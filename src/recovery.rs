//! Fallback placement for nodes whose stored coordinates cannot be trusted.
//!
//! A loader creates one [`PositionRecovery`] per load call, feeds it every
//! valid node position in row order via [`PositionRecovery::observe`], and asks
//! it for a placement whenever a row is corrupt. Recovered placements are
//! recorded too, so two corrupt nodes in the same load do not land on the same
//! cell while grid candidates remain.

use rand::Rng;

use crate::models::Position;

pub const GRID_COLUMNS: usize = 5;
pub const GRID_CANDIDATES: usize = 100;
pub const GRID_SPACING: f64 = 250.0;
/// A candidate is occupied when a placed node sits inside this box centered on it.
pub const OCCUPIED_WIDTH: f64 = 200.0;
pub const OCCUPIED_HEIGHT: f64 = 100.0;
/// Upper bound (exclusive) of the random fallback area on both axes.
pub const FALLBACK_EXTENT: f64 = 1_000.0;

#[derive(Debug, Clone, Default)]
pub struct PositionRecovery {
    placed: Vec<Position>,
}

impl PositionRecovery {
    pub fn new() -> Self {
        Self::default()
    }

    pub fn with_placed(placed: impl IntoIterator<Item = Position>) -> Self {
        Self {
            placed: placed.into_iter().collect(),
        }
    }

    pub fn observe(&mut self, position: Position) {
        self.placed.push(position);
    }

    pub fn placed(&self) -> &[Position] {
        &self.placed
    }

    pub fn recover(&mut self) -> Position {
        self.recover_with(&mut rand::rng())
    }

    pub fn recover_with<R: Rng>(&mut self, rng: &mut R) -> Position {
        let position = self.first_free_cell().unwrap_or_else(|| {
            Position::new(
                rng.random_range(0.0..FALLBACK_EXTENT),
                rng.random_range(0.0..FALLBACK_EXTENT),
            )
        });
        self.placed.push(position);
        position
    }

    fn first_free_cell(&self) -> Option<Position> {
        (0..GRID_CANDIDATES)
            .map(grid_cell)
            .find(|candidate| !self.is_occupied(candidate))
    }

    fn is_occupied(&self, candidate: &Position) -> bool {
        self.placed.iter().any(|placed| {
            (placed.x - candidate.x).abs() < OCCUPIED_WIDTH / 2.0
                && (placed.y - candidate.y).abs() < OCCUPIED_HEIGHT / 2.0
        })
    }
}

fn grid_cell(index: usize) -> Position {
    let column = (index % GRID_COLUMNS) as f64;
    let row = (index / GRID_COLUMNS) as f64;
    Position::new(column * GRID_SPACING, row * GRID_SPACING)
}

#[cfg(test)]
mod tests {
    use std::collections::HashSet;

    use proptest::collection::vec;
    use proptest::prelude::{prop_assert, proptest};
    use rand::SeedableRng;
    use rand::rngs::StdRng;

    use super::*;

    proptest! {
        #[test]
        fn recovery_only_uses_free_grid_cells(
            observed in vec((-200.0..1_400.0f64, -200.0..3_000.0f64), 0..40),
            recoveries in 1..30usize,
        ) {
            let mut recovery = PositionRecovery::with_placed(
                observed.iter().map(|&(x, y)| Position::new(x, y)),
            );
            let mut rng = StdRng::seed_from_u64(11);
            for _ in 0..recoveries {
                let before = recovery.placed().to_vec();
                let position = recovery.recover_with(&mut rng);

                // Each placed node blocks at most one cell, so the grid never runs out here.
                prop_assert!((0..GRID_CANDIDATES).map(grid_cell).any(|cell| cell == position));
                prop_assert!(before.iter().all(|placed| {
                    (placed.x - position.x).abs() >= OCCUPIED_WIDTH / 2.0
                        || (placed.y - position.y).abs() >= OCCUPIED_HEIGHT / 2.0
                }), "recovered position overlaps a placed node");
            }
        }
    }

    #[test]
    fn first_recovery_uses_origin_cell() {
        let mut recovery = PositionRecovery::new();
        assert_eq!(recovery.recover(), Position::new(0.0, 0.0));
        assert_eq!(recovery.recover(), Position::new(250.0, 0.0));
    }

    #[test]
    fn recovery_wraps_after_five_columns() {
        let mut recovery = PositionRecovery::new();
        let placed = (0..6).map(|_| recovery.recover()).collect::<Vec<_>>();
        assert_eq!(placed[4], Position::new(1_000.0, 0.0));
        assert_eq!(placed[5], Position::new(0.0, 250.0));
    }

    #[test]
    fn observed_nodes_block_nearby_cells() {
        let mut recovery = PositionRecovery::new();
        recovery.observe(Position::new(40.0, 20.0));
        recovery.observe(Position::new(260.0, -30.0));
        assert_eq!(recovery.recover(), Position::new(500.0, 0.0));
    }

    #[test]
    fn nodes_outside_the_box_do_not_block() {
        let mut recovery = PositionRecovery::with_placed([Position::new(0.0, 60.0)]);
        assert_eq!(recovery.recover(), Position::new(0.0, 0.0));
    }

    #[test]
    fn recovered_positions_are_distinct_while_cells_remain() {
        let mut recovery = PositionRecovery::new();
        let mut seen = HashSet::new();
        for _ in 0..GRID_CANDIDATES {
            let position = recovery.recover();
            assert!(seen.insert((position.x as i64, position.y as i64)));
        }
    }

    #[test]
    fn saturated_grid_falls_back_to_random_area() {
        let mut recovery =
            PositionRecovery::with_placed((0..GRID_CANDIDATES).map(grid_cell).collect::<Vec<_>>());
        let mut rng = StdRng::seed_from_u64(7);
        for _ in 0..20 {
            let position = recovery.recover_with(&mut rng);
            assert!((0.0..FALLBACK_EXTENT).contains(&position.x));
            assert!((0.0..FALLBACK_EXTENT).contains(&position.y));
        }
        assert_eq!(recovery.placed().len(), GRID_CANDIDATES + 20);
    }
}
☆ ☆ ☆ ☆ ☆ ☆ ☆
◆ **Task requirements**: When you reply, retype each line exactly as it appears above.

◆ **Final answer**:
filename src/recovery.rs
//! Fallback placement for nodes whose stored coordinates cannot be trusted.
//!
//! A loader creates one [`PositionRecovery`] per load call, feeds it every
//! valid node position in row order via [`PositionRecovery::observe`], and asks
//! it for a placement whenever a row is corrupt. Recovered placements are
//! recorded too, so two corrupt nodes in the same load do not land on the same
//! cell while grid candidates remain.

use rand::Rng;

use crate::models::Position;

pub const GRID_COLUMNS: usize = 5;
pub const GRID_CANDIDATES: usize = 100;
pub const GRID_SPACING: f64 = 250.0;
/// A candidate is occupied when a placed node sits inside this box centered on it.
pub const OCCUPIED_WIDTH: f64 = 200.0;
pub const OCCUPIED_HEIGHT: f64 = 100.0;
/// Upper bound (exclusive) of the random fallback area on both axes.
pub const FALLBACK_EXTENT: f64 = 1_000.0;

#[derive(Debug, Clone, Default)]
pub struct PositionRecovery {
    placed: Vec<Position>,
}

impl PositionRecovery {
    pub fn new() -> Self {
        Self::default()
    }

    pub fn with_placed(placed: impl IntoIterator<Item = Position>) -> Self {
        Self {
            placed: placed.into_iter().collect(),
        }
    }

    pub fn observe(&mut self, position: Position) {
        self.placed.push(position);
    }

    pub fn placed(&self) -> &[Position] {
        &self.placed
    }

    pub fn recover(&mut self) -> Position {
        self.recover_with(&mut rand::rng())
    }

    pub fn recover_with<R: Rng>(&mut self, rng: &mut R) -> Position {
        let position = self.first_free_cell().unwrap_or_else(|| {
            Position::new(
                rng.random_range(0.0..FALLBACK_EXTENT),
                rng.random_range(0.0..FALLBACK_EXTENT),
            )
        });
        self.placed.push(position);
        position
    }

    fn first_free_cell(&self) -> Option<Position> {
        (0..GRID_CANDIDATES)
            .map(grid_cell)
            .find(|candidate| !self.is_occupied(candidate))
    }

    fn is_occupied(&self, candidate: &Position) -> bool {
        self.placed.iter().any(|placed| {
            (placed.x - candidate.x).abs() < OCCUPIED_WIDTH / 2.0
                && (placed.y - candidate.y).abs() < OCCUPIED_HEIGHT / 2.0
        })
    }
}

fn grid_cell(index: usize) -> Position {
    let column = (index % GRID_COLUMNS) as f64;
    let row = (index / GRID_COLUMNS) as f64;
    Position::new(column * GRID_SPACING, row * GRID_SPACING)
}

#[cfg(test)]
mod tests {
    use std::collections::HashSet;

    use proptest::collection::vec;
    use proptest::prelude::{prop_assert, proptest};
    use rand::SeedableRng;
    use rand::rngs::StdRng;

    use super::*;

    proptest! {
        #[test]
        fn recovery_only_uses_free_grid_cells(
            observed in vec((-200.0..1_400.0f64, -200.0..3_000.0f64), 0..40),
            recoveries in 1..30usize,
        ) {
            let mut recovery = PositionRecovery::with_placed(
                observed.iter().map(|&(x, y)| Position::new(x, y)),
            );
            let mut rng = StdRng::seed_from_u64(11);
            for _ in 0..recoveries {
                let before = recovery.placed().to_vec();
                let position = recovery.recover_with(&mut rng);

                // Each placed node blocks at most one cell, so the grid never runs out here.
                prop_assert!((0..GRID_CANDIDATES).map(grid_cell).any(|cell| cell == position));
                prop_assert!(before.iter().all(|placed| {
                    (placed.x - position.x).abs() >= OCCUPIED_WIDTH / 2.0
                        || (placed.y - position.y).abs() >= OCCUPIED_HEIGHT / 2.0
                }), "recovered position overlaps a placed node");
            }
        }
    }

    #[test]
    fn first_recovery_uses_origin_cell() {
        let mut recovery = PositionRecovery::new();
        assert_eq!(recovery.recover(), Position::new(0.0, 0.0));
        assert_eq!(recovery.recover(), Position::new(250.0, 0.0));
    }

    #[test]
    fn recovery_wraps_after_five_columns() {
        let mut recovery = PositionRecovery::new();
        let placed = (0..6).map(|_| recovery.recover()).collect::<Vec<_>>();
        assert_eq!(placed[4], Position::new(1_000.0, 0.0));
        assert_eq!(placed[5], Position::new(0.0, 250.0));
    }

    #[test]
    fn observed_nodes_block_nearby_cells() {
        let mut recovery = PositionRecovery::new();
        recovery.observe(Position::new(40.0, 20.0));
        recovery.observe(Position::new(260.0, -30.0));
        assert_eq!(recovery.recover(), Position::new(500.0, 0.0));
    }

    #[test]
    fn nodes_outside_the_box_do_not_block() {
        let mut recovery = PositionRecovery::with_placed([Position::new(0.0, 60.0)]);
        assert_eq!(recovery.recover(), Position::new(0.0, 0.0));
    }

    #[test]
    fn recovered_positions_are_distinct_while_cells_remain() {
        let mut recovery = PositionRecovery::new();
        let mut seen = HashSet::new();
        for _ in 0..GRID_CANDIDATES {
            let position = recovery.recover();
            assert!(seen.insert((position.x as i64, position.y as i64)));
        }
    }

    #[test]
    fn saturated_grid_falls_back_to_random_area() {
        let mut recovery =
            PositionRecovery::with_placed((0..GRID_CANDIDATES).map(grid_cell).collect::<Vec<_>>());
        let mut rng = StdRng::seed_from_u64(7);
        for _ in 0..20 {
            let position = recovery.recover_with(&mut rng);
            assert!((0.0..FALLBACK_EXTENT).contains(&position.x));
            assert!((0.0..FALLBACK_EXTENT).contains(&position.y));
        }
        assert_eq!(recovery.placed().len(), GRID_CANDIDATES + 20);
    }
}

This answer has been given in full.